It may seem an hardly understandable Turkish move to buy (TKC) Turkcell, when a proletarian investor could buy his cell phone company Vodafone (in Europe) or Verizon (in USA), but TKC has something that we miss in the West: market growth opportunities.
Turkcell is market leader in Turkey with 30 Million customers and has interests in international GSM operations in Azerbaijan, Georgia, Kazakhstan, Moldova, Northern Cyprus and Ukraine.
TKC has as similarly low P/E ratio as Verizon and Vodafone, but it enjoys strong growth for the simple reason that there are still lots of people in Eastern Europe who do not have cell phones yet.

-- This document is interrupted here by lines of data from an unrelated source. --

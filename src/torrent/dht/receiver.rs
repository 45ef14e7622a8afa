//! Incoming KRPC handling
//!
//! Queries are answered through the dispatcher. Replies are matched against
//! the tracker and handed to the callback registered with the query.

use std::cell::RefCell;
use std::collections::HashMap;
use std::net::{IpAddr, SocketAddr};
use std::rc::Rc;
use std::time::{Duration, Instant};

use sha1::{Digest, Sha1};
use tracing::debug;

use super::dispatcher::DhtMessageDispatcher;
use super::message::{DhtMessage, DhtMessageBody, DhtQuery, DhtResponse, ERROR_PROTOCOL};
use super::node::{DhtNode, NodeId};
use super::routing::{RoutingTable, K};
use super::tracker::DhtMessageTracker;
use crate::error::Result;

/// Announce tokens stay valid for one rotation after they were handed out
pub const TOKEN_ROTATE_INTERVAL: Duration = Duration::from_secs(5 * 60);

/// Lifetime of an announced peer
pub const PEER_ANNOUNCE_LIFETIME: Duration = Duration::from_secs(30 * 60);

const MAX_PEERS_PER_INFO_HASH: usize = 1000;
const MAX_VALUES_PER_REPLY: usize = 50;

#[derive(Debug)]
struct TokenTracker {
    secrets: [[u8; 20]; 2],
    last_rotated: Instant,
}

impl TokenTracker {
    fn new(now: Instant) -> Self {
        Self {
            secrets: [rand::random(), rand::random()],
            last_rotated: now,
        }
    }

    fn token_with(secret: &[u8; 20], addr: &SocketAddr) -> Vec<u8> {
        let mut hasher = Sha1::new();
        match addr.ip() {
            IpAddr::V4(ip) => hasher.update(ip.octets()),
            IpAddr::V6(ip) => hasher.update(ip.octets()),
        }
        hasher.update(addr.port().to_be_bytes());
        hasher.update(secret);
        hasher.finalize().to_vec()
    }

    fn generate(&self, addr: &SocketAddr) -> Vec<u8> {
        Self::token_with(&self.secrets[0], addr)
    }

    fn validate(&self, token: &[u8], addr: &SocketAddr) -> bool {
        self.secrets
            .iter()
            .any(|secret| Self::token_with(secret, addr) == token)
    }

    fn rotate_if_due(&mut self, now: Instant) {
        if now.saturating_duration_since(self.last_rotated) >= TOKEN_ROTATE_INTERVAL {
            self.secrets[1] = self.secrets[0];
            self.secrets[0] = rand::random();
            self.last_rotated = now;
        }
    }
}

/// Peers announced to us via announce_peer
#[derive(Debug, Default)]
pub struct PeerAnnounceStorage {
    entries: HashMap<[u8; 20], Vec<(SocketAddr, Instant)>>,
}

impl PeerAnnounceStorage {
    pub fn new() -> Self {
        Self::default()
    }

    pub fn add_peer(&mut self, info_hash: [u8; 20], addr: SocketAddr, now: Instant) {
        let peers = self.entries.entry(info_hash).or_default();
        if let Some(entry) = peers.iter_mut().find(|(a, _)| *a == addr) {
            entry.1 = now;
            return;
        }
        if peers.len() >= MAX_PEERS_PER_INFO_HASH {
            peers.remove(0);
        }
        peers.push((addr, now));
    }

    pub fn get_peers(&self, info_hash: &[u8; 20]) -> Vec<SocketAddr> {
        self.entries
            .get(info_hash)
            .map(|peers| {
                peers
                    .iter()
                    .rev()
                    .take(MAX_VALUES_PER_REPLY)
                    .map(|(a, _)| *a)
                    .collect()
            })
            .unwrap_or_default()
    }

    pub fn contains(&self, info_hash: &[u8; 20]) -> bool {
        self.entries.contains_key(info_hash)
    }

    pub fn handle_timeout(&mut self, now: Instant) {
        for peers in self.entries.values_mut() {
            peers.retain(|(_, at)| now.saturating_duration_since(*at) < PEER_ANNOUNCE_LIFETIME);
        }
        self.entries.retain(|_, peers| !peers.is_empty());
    }
}

pub struct DhtMessageReceiver {
    routing: Rc<RefCell<RoutingTable>>,
    tracker: Rc<RefCell<DhtMessageTracker>>,
    dispatcher: Rc<RefCell<DhtMessageDispatcher>>,
    tokens: TokenTracker,
    peer_announce_storage: PeerAnnounceStorage,
}

impl DhtMessageReceiver {
    pub fn new(
        routing: Rc<RefCell<RoutingTable>>,
        tracker: Rc<RefCell<DhtMessageTracker>>,
        dispatcher: Rc<RefCell<DhtMessageDispatcher>>,
        now: Instant,
    ) -> Self {
        Self {
            routing,
            tracker,
            dispatcher,
            tokens: TokenTracker::new(now),
            peer_announce_storage: PeerAnnounceStorage::new(),
        }
    }

    pub fn peer_announce_storage(&self) -> &PeerAnnounceStorage {
        &self.peer_announce_storage
    }

    /// Handle one datagram that decoded as a bencoded dictionary
    pub fn receive_message(&mut self, data: &[u8], from: SocketAddr, now: Instant) -> Result<()> {
        let msg = DhtMessage::parse(data, now)?;

        match &msg.body {
            DhtMessageBody::Query(query) => {
                if let Some(id) = msg.sender_id {
                    self.routing
                        .borrow_mut()
                        .add_node(DhtNode::new(id, from, now), now);
                }
                let reply = self.answer(&msg, query, from, now);
                self.dispatcher.borrow_mut().add_message(reply, from);
            }
            DhtMessageBody::Response(response) => {
                let Some(mut entry) = self.tracker.borrow_mut().message_arrived(&msg, from) else {
                    debug!("Unsolicited DHT reply from {}", from);
                    return Ok(());
                };
                {
                    let mut routing = self.routing.borrow_mut();
                    if let Some(id) = msg.sender_id {
                        routing.add_node(DhtNode::new(id, from, now), now);
                    }
                    for node in &response.nodes {
                        routing.add_node(node.clone(), now);
                    }
                }
                entry.complete(Some(response));
            }
            DhtMessageBody::Error { code, message } => {
                debug!("DHT error {} from {}: {}", code, from, message);
                let entry = self.tracker.borrow_mut().message_arrived(&msg, from);
                if let Some(mut entry) = entry {
                    entry.complete(None);
                }
            }
        }
        Ok(())
    }

    fn answer(
        &mut self,
        msg: &DhtMessage,
        query: &DhtQuery,
        from: SocketAddr,
        now: Instant,
    ) -> DhtMessage {
        let tid = msg.transaction_id.clone();
        let our_id = *self.routing.borrow().our_id();

        let response = match query {
            DhtQuery::Ping => DhtResponse::default(),
            DhtQuery::FindNode { target } => DhtResponse {
                nodes: self.routing.borrow().find_closest(target, K, now),
                ..Default::default()
            },
            DhtQuery::GetPeers { info_hash } => {
                let peers = self.peer_announce_storage.get_peers(info_hash);
                let nodes = if peers.is_empty() {
                    self.routing
                        .borrow()
                        .find_closest(&NodeId(*info_hash), K, now)
                } else {
                    Vec::new()
                };
                DhtResponse {
                    nodes,
                    peers,
                    token: Some(self.tokens.generate(&from)),
                    ..Default::default()
                }
            }
            DhtQuery::AnnouncePeer {
                info_hash,
                port,
                token,
                implied_port,
            } => {
                if !self.tokens.validate(token, &from) {
                    debug!("Invalid announce token from {}", from);
                    return DhtMessage::error(tid, ERROR_PROTOCOL, "Invalid token");
                }
                let port = if *implied_port { from.port() } else { *port };
                self.peer_announce_storage
                    .add_peer(*info_hash, SocketAddr::new(from.ip(), port), now);
                DhtResponse::default()
            }
        };

        DhtMessage::response(tid, our_id, response)
    }

    /// Expire unanswered queries, rotate tokens and age announced peers
    pub fn handle_timeout(&mut self, now: Instant) {
        let expired = self.tracker.borrow_mut().handle_timeout(now);
        for mut entry in expired {
            debug!("DHT {} to {} timed out", entry.method, entry.addr);
            {
                let mut routing = self.routing.borrow_mut();
                let id = entry
                    .node_id
                    .or_else(|| routing.find_by_addr(&entry.addr).map(|n| n.id));
                if let Some(id) = id {
                    routing.mark_failed(&id);
                }
            }
            entry.complete(None);
        }
        self.tokens.rotate_if_due(now);
        self.peer_announce_storage.handle_timeout(now);
    }
}

#[cfg(test)]
mod tests {
    use super::*;
    use crate::torrent::dht::connection::DhtConnection;
    use std::io;

    #[derive(Default)]
    struct Capture(Vec<(Vec<u8>, SocketAddr)>);

    impl DhtConnection for Capture {
        fn receive_message(&mut self, _: &mut [u8]) -> io::Result<Option<(usize, SocketAddr)>> {
            Ok(None)
        }

        fn send_message(&mut self, data: &[u8], addr: SocketAddr) -> io::Result<usize> {
            self.0.push((data.to_vec(), addr));
            Ok(data.len())
        }
    }

    struct Fixture {
        receiver: DhtMessageReceiver,
        routing: Rc<RefCell<RoutingTable>>,
        dispatcher: Rc<RefCell<DhtMessageDispatcher>>,
        now: Instant,
    }

    impl Fixture {
        fn new() -> Self {
            let now = Instant::now();
            let our_id = NodeId([0x11; 20]);
            let routing = Rc::new(RefCell::new(RoutingTable::new(our_id, now)));
            let tracker = Rc::new(RefCell::new(DhtMessageTracker::new()));
            let dispatcher = Rc::new(RefCell::new(DhtMessageDispatcher::new(
                our_id,
                tracker.clone(),
                Duration::from_secs(10),
            )));
            let receiver =
                DhtMessageReceiver::new(routing.clone(), tracker, dispatcher.clone(), now);
            Self {
                receiver,
                routing,
                dispatcher,
                now,
            }
        }

        fn flush(&self) -> Vec<DhtMessage> {
            let mut conn = Capture::default();
            self.dispatcher.borrow_mut().send_messages(&mut conn, self.now);
            conn.0
                .iter()
                .map(|(data, _)| DhtMessage::parse(data, self.now).unwrap())
                .collect()
        }
    }

    fn peer() -> SocketAddr {
        "10.0.0.5:7000".parse().unwrap()
    }

    #[test]
    fn test_ping_is_answered_and_sender_added() {
        let mut fx = Fixture::new();
        let ping = DhtMessage::query(b"p1".to_vec(), NodeId([0x22; 20]), DhtQuery::Ping);
        fx.receiver
            .receive_message(&ping.encode(), peer(), fx.now)
            .unwrap();

        let replies = fx.flush();
        assert_eq!(replies.len(), 1);
        assert_eq!(replies[0].transaction_id, b"p1");
        assert_eq!(replies[0].sender_id, Some(NodeId([0x11; 20])));
        assert_eq!(fx.routing.borrow().node_count(), 1);
    }

    #[test]
    fn test_announce_requires_token_from_get_peers() {
        let mut fx = Fixture::new();
        let info_hash = [0x33; 20];
        let sender = NodeId([0x22; 20]);

        let bad = DhtMessage::query(
            b"a1".to_vec(),
            sender,
            DhtQuery::AnnouncePeer {
                info_hash,
                port: 6881,
                token: b"bogus".to_vec(),
                implied_port: false,
            },
        );
        fx.receiver.receive_message(&bad.encode(), peer(), fx.now).unwrap();
        let replies = fx.flush();
        assert!(matches!(
            replies[0].body,
            DhtMessageBody::Error { code: ERROR_PROTOCOL, .. }
        ));

        let get_peers = DhtMessage::query(b"g1".to_vec(), sender, DhtQuery::GetPeers { info_hash });
        fx.receiver
            .receive_message(&get_peers.encode(), peer(), fx.now)
            .unwrap();
        let replies = fx.flush();
        let DhtMessageBody::Response(resp) = &replies[0].body else {
            panic!("expected a response");
        };
        let token = resp.token.clone().unwrap();

        let good = DhtMessage::query(
            b"a2".to_vec(),
            sender,
            DhtQuery::AnnouncePeer {
                info_hash,
                port: 6881,
                token,
                implied_port: false,
            },
        );
        fx.receiver.receive_message(&good.encode(), peer(), fx.now).unwrap();
        assert_eq!(
            fx.receiver.peer_announce_storage().get_peers(&info_hash),
            vec!["10.0.0.5:6881".parse::<SocketAddr>().unwrap()]
        );
    }

    #[test]
    fn test_reply_runs_callback_and_timeout_marks_failure() {
        let mut fx = Fixture::new();
        let remote = NodeId([0x44; 20]);
        let got = Rc::new(RefCell::new(None));
        let slot = got.clone();
        let tid = fx.dispatcher.borrow_mut().add_query(
            DhtQuery::Ping,
            peer(),
            Some(remote),
            Some(Box::new(move |resp: Option<&DhtResponse>| {
                *slot.borrow_mut() = Some(resp.is_some())
            })),
        );
        fx.flush();

        let reply = DhtMessage::response(tid, remote, DhtResponse::default());
        fx.receiver.receive_message(&reply.encode(), peer(), fx.now).unwrap();
        assert_eq!(*got.borrow(), Some(true));
        assert_eq!(fx.routing.borrow().node_count(), 1);

        // An unanswered query fails the node after the timeout
        fx.dispatcher
            .borrow_mut()
            .add_query(DhtQuery::Ping, peer(), Some(remote), None);
        fx.flush();
        fx.receiver.handle_timeout(fx.now + Duration::from_secs(11));
        let routing = fx.routing.borrow();
        assert_eq!(routing.find_by_addr(&peer()).map(|n| n.failures), Some(1));
    }

    #[test]
    fn test_peer_storage_expires() {
        let now = Instant::now();
        let mut storage = PeerAnnounceStorage::new();
        storage.add_peer([1; 20], peer(), now);
        assert!(storage.contains(&[1; 20]));
        storage.handle_timeout(now + PEER_ANNOUNCE_LIFETIME);
        assert!(!storage.contains(&[1; 20]));
    }
}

In Westerns countries everybody has already a cell phone, so there is hardly growth possible, unless some new useful (and expensive) service is invented. I don’t want to talk holding up my mobile to let someone see how I am dressed and where I am. I am not at all willing to pay for that. Paying to watch a baseball game in a mobile phone to see where the ball as big as a pixel will go seems to me pointless.
TKC is cheap:
Trailing P/E:9.37
Forward P/E:8.48
TKC is growing fast:
Quarterly Revenue Growth (yoy):26.10%
Quarterly Earnings Growth (yoy):45.80%
TKC has hardly any debt.
TKC has lovely dividends:
Trailing Annual Dividend Yield: 3.10%
Forward Annual Dividend Yield: 4.10%…. With a Payout Ratio of 20% that means only 20% of its earnings are used to pay those juicy dividends.
VOD is not growing anymore; it is posting losses instead of earnings and has some debts.
VZ is posting Quarterly Earnings Growth (yoy):-7.10% and is more expensive with P/E ratios around 12%.
So I have to choose Turkey over the West, no matter how amazed I am by my choice.